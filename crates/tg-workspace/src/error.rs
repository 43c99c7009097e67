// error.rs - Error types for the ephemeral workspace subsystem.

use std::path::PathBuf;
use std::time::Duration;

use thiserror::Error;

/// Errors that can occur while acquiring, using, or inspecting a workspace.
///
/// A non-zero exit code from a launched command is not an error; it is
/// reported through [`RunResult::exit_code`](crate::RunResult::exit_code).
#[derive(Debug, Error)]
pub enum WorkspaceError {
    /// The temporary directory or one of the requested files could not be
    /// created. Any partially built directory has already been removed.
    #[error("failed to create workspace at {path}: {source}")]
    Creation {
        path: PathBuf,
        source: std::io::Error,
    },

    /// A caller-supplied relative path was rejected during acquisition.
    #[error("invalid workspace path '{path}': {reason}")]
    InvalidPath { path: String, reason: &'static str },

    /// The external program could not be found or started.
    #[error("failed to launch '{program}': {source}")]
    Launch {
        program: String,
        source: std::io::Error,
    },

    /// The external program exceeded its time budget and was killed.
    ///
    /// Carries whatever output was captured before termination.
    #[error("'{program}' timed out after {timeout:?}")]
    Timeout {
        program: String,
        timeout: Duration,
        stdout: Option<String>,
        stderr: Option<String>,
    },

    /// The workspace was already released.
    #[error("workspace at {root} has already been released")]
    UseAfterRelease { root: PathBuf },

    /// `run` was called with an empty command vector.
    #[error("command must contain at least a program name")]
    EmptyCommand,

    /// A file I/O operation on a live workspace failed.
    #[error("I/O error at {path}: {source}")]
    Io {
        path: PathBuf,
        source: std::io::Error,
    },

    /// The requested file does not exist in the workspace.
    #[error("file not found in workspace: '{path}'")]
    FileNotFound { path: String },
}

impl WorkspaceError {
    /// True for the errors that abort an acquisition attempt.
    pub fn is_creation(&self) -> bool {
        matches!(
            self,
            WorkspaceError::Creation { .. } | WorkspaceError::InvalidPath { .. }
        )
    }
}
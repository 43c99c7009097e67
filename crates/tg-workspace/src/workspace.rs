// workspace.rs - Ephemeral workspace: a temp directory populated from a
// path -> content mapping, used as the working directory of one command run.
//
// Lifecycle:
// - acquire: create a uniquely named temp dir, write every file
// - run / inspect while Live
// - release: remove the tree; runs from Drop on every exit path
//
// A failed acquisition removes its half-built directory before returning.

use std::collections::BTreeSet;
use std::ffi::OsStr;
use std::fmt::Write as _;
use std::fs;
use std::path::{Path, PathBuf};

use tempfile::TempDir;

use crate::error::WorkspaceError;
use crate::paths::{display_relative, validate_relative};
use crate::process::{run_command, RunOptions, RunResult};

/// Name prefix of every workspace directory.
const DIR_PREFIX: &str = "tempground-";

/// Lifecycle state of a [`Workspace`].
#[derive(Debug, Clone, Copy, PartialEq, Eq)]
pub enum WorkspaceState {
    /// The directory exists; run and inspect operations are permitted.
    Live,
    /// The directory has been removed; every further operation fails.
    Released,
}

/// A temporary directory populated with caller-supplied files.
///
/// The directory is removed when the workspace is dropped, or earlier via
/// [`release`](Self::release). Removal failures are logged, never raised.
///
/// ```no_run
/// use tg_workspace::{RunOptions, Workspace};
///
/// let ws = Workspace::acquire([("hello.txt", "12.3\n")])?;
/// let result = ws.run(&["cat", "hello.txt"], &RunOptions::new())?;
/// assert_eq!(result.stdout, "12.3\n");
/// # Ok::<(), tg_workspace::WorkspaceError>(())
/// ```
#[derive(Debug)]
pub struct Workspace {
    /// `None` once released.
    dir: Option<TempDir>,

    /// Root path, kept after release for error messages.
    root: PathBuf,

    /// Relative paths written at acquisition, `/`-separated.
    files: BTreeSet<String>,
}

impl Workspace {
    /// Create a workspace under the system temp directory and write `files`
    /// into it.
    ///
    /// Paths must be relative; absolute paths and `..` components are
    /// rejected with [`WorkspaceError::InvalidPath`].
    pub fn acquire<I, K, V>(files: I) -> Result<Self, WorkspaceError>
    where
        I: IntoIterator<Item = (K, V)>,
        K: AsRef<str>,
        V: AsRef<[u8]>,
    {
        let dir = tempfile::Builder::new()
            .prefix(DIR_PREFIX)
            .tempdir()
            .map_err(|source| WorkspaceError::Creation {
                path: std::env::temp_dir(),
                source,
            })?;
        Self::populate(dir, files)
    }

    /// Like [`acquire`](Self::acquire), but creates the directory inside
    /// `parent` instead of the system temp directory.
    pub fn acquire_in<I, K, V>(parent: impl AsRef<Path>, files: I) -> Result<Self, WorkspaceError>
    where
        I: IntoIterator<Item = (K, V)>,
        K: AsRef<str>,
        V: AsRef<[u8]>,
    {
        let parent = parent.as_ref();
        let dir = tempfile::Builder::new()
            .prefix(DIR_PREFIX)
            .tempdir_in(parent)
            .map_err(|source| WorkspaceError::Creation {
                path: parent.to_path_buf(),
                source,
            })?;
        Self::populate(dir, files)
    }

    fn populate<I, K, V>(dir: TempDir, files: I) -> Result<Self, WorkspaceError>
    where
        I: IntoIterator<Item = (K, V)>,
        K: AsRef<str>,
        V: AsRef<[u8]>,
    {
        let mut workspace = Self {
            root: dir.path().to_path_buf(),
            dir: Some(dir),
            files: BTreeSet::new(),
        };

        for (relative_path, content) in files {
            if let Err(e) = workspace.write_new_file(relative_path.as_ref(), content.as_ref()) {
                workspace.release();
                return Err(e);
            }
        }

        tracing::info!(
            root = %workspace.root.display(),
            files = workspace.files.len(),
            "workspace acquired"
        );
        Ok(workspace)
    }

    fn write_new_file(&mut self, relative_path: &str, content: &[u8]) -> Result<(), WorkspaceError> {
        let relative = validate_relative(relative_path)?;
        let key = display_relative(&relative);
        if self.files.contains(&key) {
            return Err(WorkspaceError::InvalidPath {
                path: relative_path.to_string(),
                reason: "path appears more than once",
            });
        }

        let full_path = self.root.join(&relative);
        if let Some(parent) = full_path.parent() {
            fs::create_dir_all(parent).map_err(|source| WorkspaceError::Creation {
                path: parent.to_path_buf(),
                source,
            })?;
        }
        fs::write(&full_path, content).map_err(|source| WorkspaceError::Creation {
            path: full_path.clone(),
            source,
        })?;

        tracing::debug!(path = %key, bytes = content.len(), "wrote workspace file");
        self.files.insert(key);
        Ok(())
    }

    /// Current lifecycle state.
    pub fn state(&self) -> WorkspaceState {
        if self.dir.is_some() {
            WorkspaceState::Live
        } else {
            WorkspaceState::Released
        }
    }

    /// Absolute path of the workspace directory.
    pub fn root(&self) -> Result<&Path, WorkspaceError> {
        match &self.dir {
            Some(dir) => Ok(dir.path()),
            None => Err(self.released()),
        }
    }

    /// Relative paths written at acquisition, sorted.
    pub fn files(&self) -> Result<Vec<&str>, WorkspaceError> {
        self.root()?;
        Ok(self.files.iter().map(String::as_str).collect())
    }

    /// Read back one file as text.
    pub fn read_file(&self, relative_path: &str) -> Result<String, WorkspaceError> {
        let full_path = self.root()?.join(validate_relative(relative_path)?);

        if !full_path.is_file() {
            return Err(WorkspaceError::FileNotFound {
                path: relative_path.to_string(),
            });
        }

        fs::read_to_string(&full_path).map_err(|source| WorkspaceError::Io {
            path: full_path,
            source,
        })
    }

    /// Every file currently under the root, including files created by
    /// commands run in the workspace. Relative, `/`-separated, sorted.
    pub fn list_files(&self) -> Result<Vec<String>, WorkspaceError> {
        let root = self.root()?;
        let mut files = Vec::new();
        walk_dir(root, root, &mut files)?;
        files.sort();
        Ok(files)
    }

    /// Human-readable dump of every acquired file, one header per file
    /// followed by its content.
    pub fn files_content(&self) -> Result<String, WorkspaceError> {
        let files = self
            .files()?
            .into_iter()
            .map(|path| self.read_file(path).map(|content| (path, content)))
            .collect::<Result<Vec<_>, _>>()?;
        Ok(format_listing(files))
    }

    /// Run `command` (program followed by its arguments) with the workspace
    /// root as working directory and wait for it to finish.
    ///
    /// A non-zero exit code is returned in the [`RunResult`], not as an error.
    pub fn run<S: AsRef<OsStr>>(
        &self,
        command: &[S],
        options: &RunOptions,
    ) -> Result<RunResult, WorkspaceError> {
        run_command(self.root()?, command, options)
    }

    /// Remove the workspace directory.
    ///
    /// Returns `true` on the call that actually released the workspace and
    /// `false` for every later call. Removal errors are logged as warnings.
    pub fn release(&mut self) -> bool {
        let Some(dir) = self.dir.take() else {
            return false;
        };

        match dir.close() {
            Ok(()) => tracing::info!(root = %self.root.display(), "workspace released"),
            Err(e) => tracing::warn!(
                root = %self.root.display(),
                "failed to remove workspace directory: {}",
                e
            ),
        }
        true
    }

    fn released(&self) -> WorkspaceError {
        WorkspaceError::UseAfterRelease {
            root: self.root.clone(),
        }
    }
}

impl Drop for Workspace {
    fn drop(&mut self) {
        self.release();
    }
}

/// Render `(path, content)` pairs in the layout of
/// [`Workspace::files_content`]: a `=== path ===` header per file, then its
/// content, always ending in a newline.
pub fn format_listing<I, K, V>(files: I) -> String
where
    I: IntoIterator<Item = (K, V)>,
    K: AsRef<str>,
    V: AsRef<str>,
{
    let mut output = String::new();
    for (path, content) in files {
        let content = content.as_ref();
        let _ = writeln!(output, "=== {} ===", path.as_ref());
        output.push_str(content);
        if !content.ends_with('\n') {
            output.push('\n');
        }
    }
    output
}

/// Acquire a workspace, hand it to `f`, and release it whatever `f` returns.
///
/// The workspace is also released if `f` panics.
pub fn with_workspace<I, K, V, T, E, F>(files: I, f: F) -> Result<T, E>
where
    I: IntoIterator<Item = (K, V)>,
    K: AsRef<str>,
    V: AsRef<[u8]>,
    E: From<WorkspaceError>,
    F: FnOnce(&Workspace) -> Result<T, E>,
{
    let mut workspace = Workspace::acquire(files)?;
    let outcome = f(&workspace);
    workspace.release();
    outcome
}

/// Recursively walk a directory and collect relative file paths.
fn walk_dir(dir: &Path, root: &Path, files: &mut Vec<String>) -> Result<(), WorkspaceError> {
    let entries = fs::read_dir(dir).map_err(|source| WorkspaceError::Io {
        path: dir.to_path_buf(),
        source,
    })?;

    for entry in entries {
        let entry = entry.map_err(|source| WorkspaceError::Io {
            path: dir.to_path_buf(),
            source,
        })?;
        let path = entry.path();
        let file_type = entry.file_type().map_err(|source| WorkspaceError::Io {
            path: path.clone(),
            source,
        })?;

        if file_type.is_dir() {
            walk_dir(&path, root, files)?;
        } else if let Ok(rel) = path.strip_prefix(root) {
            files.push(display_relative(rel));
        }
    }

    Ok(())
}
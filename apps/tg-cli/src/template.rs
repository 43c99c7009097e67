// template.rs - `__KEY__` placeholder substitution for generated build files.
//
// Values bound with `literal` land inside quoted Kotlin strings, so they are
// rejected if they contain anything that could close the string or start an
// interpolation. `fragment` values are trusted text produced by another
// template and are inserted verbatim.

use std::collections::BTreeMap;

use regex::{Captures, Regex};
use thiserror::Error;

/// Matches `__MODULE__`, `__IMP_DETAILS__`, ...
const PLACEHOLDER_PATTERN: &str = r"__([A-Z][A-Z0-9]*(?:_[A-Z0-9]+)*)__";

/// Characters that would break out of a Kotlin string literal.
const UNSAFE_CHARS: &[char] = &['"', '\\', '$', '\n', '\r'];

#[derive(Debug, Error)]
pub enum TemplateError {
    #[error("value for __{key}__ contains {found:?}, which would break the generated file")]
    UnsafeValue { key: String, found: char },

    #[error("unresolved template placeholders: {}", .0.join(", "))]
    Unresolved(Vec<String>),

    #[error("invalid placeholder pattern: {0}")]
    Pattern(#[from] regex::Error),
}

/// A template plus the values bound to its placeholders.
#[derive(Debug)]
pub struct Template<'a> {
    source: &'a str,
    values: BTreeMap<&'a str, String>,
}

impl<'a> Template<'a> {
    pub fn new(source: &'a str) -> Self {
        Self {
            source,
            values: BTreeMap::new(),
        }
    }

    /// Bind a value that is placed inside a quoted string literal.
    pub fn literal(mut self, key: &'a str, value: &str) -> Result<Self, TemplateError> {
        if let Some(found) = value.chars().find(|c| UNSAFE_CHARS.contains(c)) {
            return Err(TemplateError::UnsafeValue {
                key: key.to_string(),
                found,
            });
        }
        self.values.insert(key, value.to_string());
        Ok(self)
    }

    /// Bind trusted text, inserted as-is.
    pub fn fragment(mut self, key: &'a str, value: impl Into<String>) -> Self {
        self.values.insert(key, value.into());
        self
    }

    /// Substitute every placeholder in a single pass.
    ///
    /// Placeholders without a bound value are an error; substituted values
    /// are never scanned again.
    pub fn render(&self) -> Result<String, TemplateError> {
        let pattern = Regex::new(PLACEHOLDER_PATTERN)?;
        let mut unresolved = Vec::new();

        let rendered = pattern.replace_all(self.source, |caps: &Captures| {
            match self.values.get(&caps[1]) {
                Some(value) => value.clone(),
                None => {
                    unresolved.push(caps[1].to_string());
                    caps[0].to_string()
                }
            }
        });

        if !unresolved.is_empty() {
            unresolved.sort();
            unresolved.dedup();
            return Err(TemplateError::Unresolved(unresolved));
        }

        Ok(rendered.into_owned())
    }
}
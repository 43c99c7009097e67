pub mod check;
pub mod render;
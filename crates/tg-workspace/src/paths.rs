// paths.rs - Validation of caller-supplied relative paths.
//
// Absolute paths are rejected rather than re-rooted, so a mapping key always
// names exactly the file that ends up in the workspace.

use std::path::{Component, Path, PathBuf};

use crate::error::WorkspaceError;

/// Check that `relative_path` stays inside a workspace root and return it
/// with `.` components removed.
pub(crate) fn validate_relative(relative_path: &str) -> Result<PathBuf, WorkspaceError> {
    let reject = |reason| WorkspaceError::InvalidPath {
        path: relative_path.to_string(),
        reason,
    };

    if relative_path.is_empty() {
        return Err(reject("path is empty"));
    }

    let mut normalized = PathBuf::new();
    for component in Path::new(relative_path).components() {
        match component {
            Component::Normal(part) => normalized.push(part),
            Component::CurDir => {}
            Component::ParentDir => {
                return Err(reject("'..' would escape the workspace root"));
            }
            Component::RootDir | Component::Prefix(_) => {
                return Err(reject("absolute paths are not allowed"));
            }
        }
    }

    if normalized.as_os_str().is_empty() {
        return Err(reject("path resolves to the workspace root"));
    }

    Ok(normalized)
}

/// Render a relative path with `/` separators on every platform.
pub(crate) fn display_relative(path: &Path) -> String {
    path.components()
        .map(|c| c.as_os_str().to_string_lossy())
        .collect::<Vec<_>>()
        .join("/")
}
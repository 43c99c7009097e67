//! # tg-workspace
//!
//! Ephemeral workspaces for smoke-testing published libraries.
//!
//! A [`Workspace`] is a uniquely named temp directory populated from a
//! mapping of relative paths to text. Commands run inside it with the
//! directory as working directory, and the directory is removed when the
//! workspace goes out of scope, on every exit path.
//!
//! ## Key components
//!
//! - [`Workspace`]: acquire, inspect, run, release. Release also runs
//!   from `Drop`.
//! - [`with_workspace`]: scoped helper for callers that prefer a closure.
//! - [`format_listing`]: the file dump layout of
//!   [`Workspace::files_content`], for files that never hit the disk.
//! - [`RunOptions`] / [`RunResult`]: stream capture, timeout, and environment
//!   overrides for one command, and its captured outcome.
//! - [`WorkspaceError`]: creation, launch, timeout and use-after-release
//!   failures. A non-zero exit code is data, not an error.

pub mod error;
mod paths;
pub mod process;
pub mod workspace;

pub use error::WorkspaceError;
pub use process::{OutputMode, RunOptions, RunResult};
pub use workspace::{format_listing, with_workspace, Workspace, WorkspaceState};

### Work task
When a line in the listing above holds the word "temporary", copy it.

### Your response
    /// The temporary directory or one of the requested files could not be
/// A temporary directory populated with caller-supplied files.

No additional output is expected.